§ **Work instruction**
All of the data, from the first line to the last, should be reproduced without alteration.

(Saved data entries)
+ + +

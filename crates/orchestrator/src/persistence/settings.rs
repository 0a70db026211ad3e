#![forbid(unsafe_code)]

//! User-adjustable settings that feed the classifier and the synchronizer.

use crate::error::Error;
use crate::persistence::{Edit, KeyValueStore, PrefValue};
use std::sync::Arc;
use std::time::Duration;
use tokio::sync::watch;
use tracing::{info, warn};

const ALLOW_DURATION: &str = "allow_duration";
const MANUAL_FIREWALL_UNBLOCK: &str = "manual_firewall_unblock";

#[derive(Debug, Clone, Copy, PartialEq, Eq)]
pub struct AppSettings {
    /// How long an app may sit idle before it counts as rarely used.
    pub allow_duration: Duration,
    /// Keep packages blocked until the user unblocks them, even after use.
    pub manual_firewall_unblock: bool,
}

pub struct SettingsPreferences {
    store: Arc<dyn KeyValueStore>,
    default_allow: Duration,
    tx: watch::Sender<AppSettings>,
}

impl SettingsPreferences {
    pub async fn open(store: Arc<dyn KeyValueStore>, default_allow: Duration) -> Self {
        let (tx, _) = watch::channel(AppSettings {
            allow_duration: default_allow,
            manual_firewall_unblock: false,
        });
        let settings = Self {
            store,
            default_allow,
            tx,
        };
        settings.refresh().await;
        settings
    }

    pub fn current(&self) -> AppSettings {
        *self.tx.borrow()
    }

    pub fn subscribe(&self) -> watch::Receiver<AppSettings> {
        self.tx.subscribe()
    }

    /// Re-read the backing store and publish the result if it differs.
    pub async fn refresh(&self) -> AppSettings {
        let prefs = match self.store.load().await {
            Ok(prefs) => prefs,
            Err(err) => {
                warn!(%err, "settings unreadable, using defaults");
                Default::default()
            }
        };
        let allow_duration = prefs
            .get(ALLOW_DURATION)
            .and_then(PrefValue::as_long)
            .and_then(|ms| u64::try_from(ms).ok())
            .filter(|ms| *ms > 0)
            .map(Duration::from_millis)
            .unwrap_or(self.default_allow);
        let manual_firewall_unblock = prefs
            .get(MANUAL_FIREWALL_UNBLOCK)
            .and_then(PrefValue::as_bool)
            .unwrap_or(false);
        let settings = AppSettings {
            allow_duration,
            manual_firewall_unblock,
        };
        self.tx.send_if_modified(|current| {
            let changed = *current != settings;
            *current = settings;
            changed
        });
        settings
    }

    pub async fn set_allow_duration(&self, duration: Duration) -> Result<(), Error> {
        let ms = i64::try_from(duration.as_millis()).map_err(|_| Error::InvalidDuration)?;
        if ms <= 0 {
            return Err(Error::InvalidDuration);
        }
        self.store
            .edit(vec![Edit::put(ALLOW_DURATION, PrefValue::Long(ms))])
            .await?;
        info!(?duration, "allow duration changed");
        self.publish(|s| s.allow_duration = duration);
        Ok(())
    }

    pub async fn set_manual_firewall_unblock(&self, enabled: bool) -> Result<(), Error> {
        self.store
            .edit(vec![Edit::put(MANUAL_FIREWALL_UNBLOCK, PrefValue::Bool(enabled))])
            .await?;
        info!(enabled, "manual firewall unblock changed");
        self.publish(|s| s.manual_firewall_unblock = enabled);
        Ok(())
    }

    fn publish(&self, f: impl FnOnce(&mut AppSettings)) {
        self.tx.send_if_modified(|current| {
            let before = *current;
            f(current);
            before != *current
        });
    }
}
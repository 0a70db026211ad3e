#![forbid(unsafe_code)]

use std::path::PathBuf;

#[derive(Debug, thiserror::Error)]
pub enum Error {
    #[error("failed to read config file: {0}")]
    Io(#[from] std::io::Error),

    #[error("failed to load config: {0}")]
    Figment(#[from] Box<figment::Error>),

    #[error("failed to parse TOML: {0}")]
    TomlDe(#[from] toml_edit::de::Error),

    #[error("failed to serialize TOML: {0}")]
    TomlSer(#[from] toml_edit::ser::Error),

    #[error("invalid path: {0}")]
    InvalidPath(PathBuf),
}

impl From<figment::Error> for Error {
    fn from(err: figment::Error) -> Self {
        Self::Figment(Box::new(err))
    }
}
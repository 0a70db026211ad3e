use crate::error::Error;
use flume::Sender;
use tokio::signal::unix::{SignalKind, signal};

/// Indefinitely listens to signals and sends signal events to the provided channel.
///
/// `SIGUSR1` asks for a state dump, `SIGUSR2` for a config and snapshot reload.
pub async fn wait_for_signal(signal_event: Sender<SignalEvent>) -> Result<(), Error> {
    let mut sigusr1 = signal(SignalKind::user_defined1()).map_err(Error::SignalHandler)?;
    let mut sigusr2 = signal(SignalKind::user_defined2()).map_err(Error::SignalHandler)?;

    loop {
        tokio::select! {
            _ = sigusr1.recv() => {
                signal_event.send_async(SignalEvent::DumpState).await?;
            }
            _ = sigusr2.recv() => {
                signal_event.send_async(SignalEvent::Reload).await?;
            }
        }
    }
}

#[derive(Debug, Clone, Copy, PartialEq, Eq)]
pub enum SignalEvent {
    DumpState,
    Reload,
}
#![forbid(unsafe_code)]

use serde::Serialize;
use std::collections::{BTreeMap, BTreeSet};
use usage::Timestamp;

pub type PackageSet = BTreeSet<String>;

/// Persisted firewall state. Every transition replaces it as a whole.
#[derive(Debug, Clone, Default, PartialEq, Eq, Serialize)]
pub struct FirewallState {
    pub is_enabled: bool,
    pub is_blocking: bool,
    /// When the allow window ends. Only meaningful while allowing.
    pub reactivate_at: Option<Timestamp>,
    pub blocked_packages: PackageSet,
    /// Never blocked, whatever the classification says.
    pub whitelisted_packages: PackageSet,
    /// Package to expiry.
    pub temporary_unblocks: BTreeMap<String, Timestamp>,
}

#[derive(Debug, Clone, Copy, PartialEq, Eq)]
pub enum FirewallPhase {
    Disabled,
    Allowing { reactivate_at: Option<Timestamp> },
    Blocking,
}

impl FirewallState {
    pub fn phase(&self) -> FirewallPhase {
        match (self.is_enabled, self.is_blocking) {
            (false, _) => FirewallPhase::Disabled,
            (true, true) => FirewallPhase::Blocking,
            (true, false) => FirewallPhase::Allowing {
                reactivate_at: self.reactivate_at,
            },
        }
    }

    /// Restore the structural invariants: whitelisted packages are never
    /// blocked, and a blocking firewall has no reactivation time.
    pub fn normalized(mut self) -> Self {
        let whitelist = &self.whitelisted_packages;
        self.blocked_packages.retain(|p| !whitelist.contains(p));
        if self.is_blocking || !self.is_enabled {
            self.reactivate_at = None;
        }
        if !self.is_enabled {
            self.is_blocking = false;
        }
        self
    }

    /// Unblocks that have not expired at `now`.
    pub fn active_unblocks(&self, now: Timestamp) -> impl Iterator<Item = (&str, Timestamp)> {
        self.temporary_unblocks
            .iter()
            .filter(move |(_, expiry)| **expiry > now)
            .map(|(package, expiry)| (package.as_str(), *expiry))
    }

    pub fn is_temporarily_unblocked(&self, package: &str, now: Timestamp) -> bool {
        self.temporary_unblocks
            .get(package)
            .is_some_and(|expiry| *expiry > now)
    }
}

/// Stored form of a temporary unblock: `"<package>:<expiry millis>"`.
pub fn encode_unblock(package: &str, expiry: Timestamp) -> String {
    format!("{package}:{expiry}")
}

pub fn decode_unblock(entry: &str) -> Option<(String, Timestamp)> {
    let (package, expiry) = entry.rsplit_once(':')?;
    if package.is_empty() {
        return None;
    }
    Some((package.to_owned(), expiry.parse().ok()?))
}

+ + +

§ **Solution below**
filename crates/orchestrator/src/persistence/settings.rs
repository 0a70db026211ad3e
#![forbid(unsafe_code)]

//! User-adjustable settings that feed the classifier and the synchronizer.

use crate::error::Error;
use crate::persistence::{Edit, KeyValueStore, PrefValue};
use std::sync::Arc;
use std::time::Duration;
use tokio::sync::watch;
use tracing::{info, warn};

const ALLOW_DURATION: &str = "allow_duration";
const MANUAL_FIREWALL_UNBLOCK: &str = "manual_firewall_unblock";

#[derive(Debug, Clone, Copy, PartialEq, Eq)]
pub struct AppSettings {
    /// How long an app may sit idle before it counts as rarely used.
    pub allow_duration: Duration,
    /// Keep packages blocked until the user unblocks them, even after use.
    pub manual_firewall_unblock: bool,
}

pub struct SettingsPreferences {
    store: Arc<dyn KeyValueStore>,
    default_allow: Duration,
    tx: watch::Sender<AppSettings>,
}

impl SettingsPreferences {
    pub async fn open(store: Arc<dyn KeyValueStore>, default_allow: Duration) -> Self {
        let (tx, _) = watch::channel(AppSettings {
            allow_duration: default_allow,
            manual_firewall_unblock: false,
        });
        let settings = Self {
            store,
            default_allow,
            tx,
        };
        settings.refresh().await;
        settings
    }

    pub fn current(&self) -> AppSettings {
        *self.tx.borrow()
    }

    pub fn subscribe(&self) -> watch::Receiver<AppSettings> {
        self.tx.subscribe()
    }

    /// Re-read the backing store and publish the result if it differs.
    pub async fn refresh(&self) -> AppSettings {
        let prefs = match self.store.load().await {
            Ok(prefs) => prefs,
            Err(err) => {
                warn!(%err, "settings unreadable, using defaults");
                Default::default()
            }
        };
        let allow_duration = prefs
            .get(ALLOW_DURATION)
            .and_then(PrefValue::as_long)
            .and_then(|ms| u64::try_from(ms).ok())
            .filter(|ms| *ms > 0)
            .map(Duration::from_millis)
            .unwrap_or(self.default_allow);
        let manual_firewall_unblock = prefs
            .get(MANUAL_FIREWALL_UNBLOCK)
            .and_then(PrefValue::as_bool)
            .unwrap_or(false);
        let settings = AppSettings {
            allow_duration,
            manual_firewall_unblock,
        };
        self.tx.send_if_modified(|current| {
            let changed = *current != settings;
            *current = settings;
            changed
        });
        settings
    }

    pub async fn set_allow_duration(&self, duration: Duration) -> Result<(), Error> {
        let ms = i64::try_from(duration.as_millis()).map_err(|_| Error::InvalidDuration)?;
        if ms <= 0 {
            return Err(Error::InvalidDuration);
        }
        self.store
            .edit(vec![Edit::put(ALLOW_DURATION, PrefValue::Long(ms))])
            .await?;
        info!(?duration, "allow duration changed");
        self.publish(|s| s.allow_duration = duration);
        Ok(())
    }

    pub async fn set_manual_firewall_unblock(&self, enabled: bool) -> Result<(), Error> {
        self.store
            .edit(vec![Edit::put(MANUAL_FIREWALL_UNBLOCK, PrefValue::Bool(enabled))])
            .await?;
        info!(enabled, "manual firewall unblock changed");
        self.publish(|s| s.manual_firewall_unblock = enabled);
        Ok(())
    }

    fn publish(&self, f: impl FnOnce(&mut AppSettings)) {
        self.tx.send_if_modified(|current| {
            let before = *current;
            f(current);
            before != *current
        });
    }
}
repository 0a70db026211ad3e
#![forbid(unsafe_code)]

use std::path::PathBuf;

#[derive(Debug, thiserror::Error)]
pub enum Error {
    #[error("failed to read config file: {0}")]
    Io(#[from] std::io::Error),

    #[error("failed to load config: {0}")]
    Figment(#[from] Box<figment::Error>),

    #[error("failed to parse TOML: {0}")]
    TomlDe(#[from] toml_edit::de::Error),

    #[error("failed to serialize TOML: {0}")]
    TomlSer(#[from] toml_edit::ser::Error),

    #[error("invalid path: {0}")]
    InvalidPath(PathBuf),
}

impl From<figment::Error> for Error {
    fn from(err: figment::Error) -> Self {
        Self::Figment(Box::new(err))
    }
}
repository 0a70db026211ad3e
use crate::error::Error;
use flume::Sender;
use tokio::signal::unix::{SignalKind, signal};

/// Indefinitely listens to signals and sends signal events to the provided channel.
///
/// `SIGUSR1` asks for a state dump, `SIGUSR2` for a config and snapshot reload.
pub async fn wait_for_signal(signal_event: Sender<SignalEvent>) -> Result<(), Error> {
    let mut sigusr1 = signal(SignalKind::user_defined1()).map_err(Error::SignalHandler)?;
    let mut sigusr2 = signal(SignalKind::user_defined2()).map_err(Error::SignalHandler)?;

    loop {
        tokio::select! {
            _ = sigusr1.recv() => {
                signal_event.send_async(SignalEvent::DumpState).await?;
            }
            _ = sigusr2.recv() => {
                signal_event.send_async(SignalEvent::Reload).await?;
            }
        }
    }
}

#[derive(Debug, Clone, Copy, PartialEq, Eq)]
pub enum SignalEvent {
    DumpState,
    Reload,
}
#![forbid(unsafe_code)]

use serde::Serialize;
use std::collections::{BTreeMap, BTreeSet};
use usage::Timestamp;

pub type PackageSet = BTreeSet<String>;

/// Persisted firewall state. Every transition replaces it as a whole.
#[derive(Debug, Clone, Default, PartialEq, Eq, Serialize)]
pub struct FirewallState {
    pub is_enabled: bool,
    pub is_blocking: bool,
    /// When the allow window ends. Only meaningful while allowing.
    pub reactivate_at: Option<Timestamp>,
    pub blocked_packages: PackageSet,
    /// Never blocked, whatever the classification says.
    pub whitelisted_packages: PackageSet,
    /// Package to expiry.
    pub temporary_unblocks: BTreeMap<String, Timestamp>,
}

#[derive(Debug, Clone, Copy, PartialEq, Eq)]
pub enum FirewallPhase {
    Disabled,
    Allowing { reactivate_at: Option<Timestamp> },
    Blocking,
}

impl FirewallState {
    pub fn phase(&self) -> FirewallPhase {
        match (self.is_enabled, self.is_blocking) {
            (false, _) => FirewallPhase::Disabled,
            (true, true) => FirewallPhase::Blocking,
            (true, false) => FirewallPhase::Allowing {
                reactivate_at: self.reactivate_at,
            },
        }
    }

    /// Restore the structural invariants: whitelisted packages are never
    /// blocked, and a blocking firewall has no reactivation time.
    pub fn normalized(mut self) -> Self {
        let whitelist = &self.whitelisted_packages;
        self.blocked_packages.retain(|p| !whitelist.contains(p));
        if self.is_blocking || !self.is_enabled {
            self.reactivate_at = None;
        }
        if !self.is_enabled {
            self.is_blocking = false;
        }
        self
    }

    /// Unblocks that have not expired at `now`.
    pub fn active_unblocks(&self, now: Timestamp) -> impl Iterator<Item = (&str, Timestamp)> {
        self.temporary_unblocks
            .iter()
            .filter(move |(_, expiry)| **expiry > now)
            .map(|(package, expiry)| (package.as_str(), *expiry))
    }

    pub fn is_temporarily_unblocked(&self, package: &str, now: Timestamp) -> bool {
        self.temporary_unblocks
            .get(package)
            .is_some_and(|expiry| *expiry > now)
    }
}

/// Stored form of a temporary unblock: `"<package>:<expiry millis>"`.
pub fn encode_unblock(package: &str, expiry: Timestamp) -> String {
    format!("{package}:{expiry}")
}

pub fn decode_unblock(entry: &str) -> Option<(String, Timestamp)> {
    let (package, expiry) = entry.rsplit_once(':')?;
    if package.is_empty() {
        return None;
    }
    Some((package.to_owned(), expiry.parse().ok()?))
}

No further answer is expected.